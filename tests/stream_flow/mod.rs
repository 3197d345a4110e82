mod coalescing_test;
mod sse_test;
//! Projection producers: pure functions turning replica state into the
//! serialized list, detail and YAML payloads published on each stream.

mod serde_projection;
pub use serde_projection::*;


use bytes::Bytes;

use crate::Result;

/// Per-kind rendering rules.
///
/// Implementations must be side-effect free. A failed render skips the
/// publish for that cycle; the next change renders again.
pub trait Projection<R>: Send + Sync + 'static {
    /// Renders a full collection snapshot
    fn render_list(
        &self,
        items: &[R],
    ) -> Result<Bytes>;

    /// Renders one item; `None` when the item no longer exists
    fn render_detail(
        &self,
        item: Option<&R>,
    ) -> Result<Bytes>;

    /// Renders the raw manifest; `None` when the item no longer exists
    fn render_yaml(
        &self,
        item: Option<&R>,
    ) -> Result<Bytes>;
}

_DESCRIPTION OF THE TASK_
Could you copy every line from the records that has "longer" in it?

_REPLY TO THE TASK_
    /// Renders one item; `None` when the item no longer exists
    /// Renders the raw manifest; `None` when the item no longer exists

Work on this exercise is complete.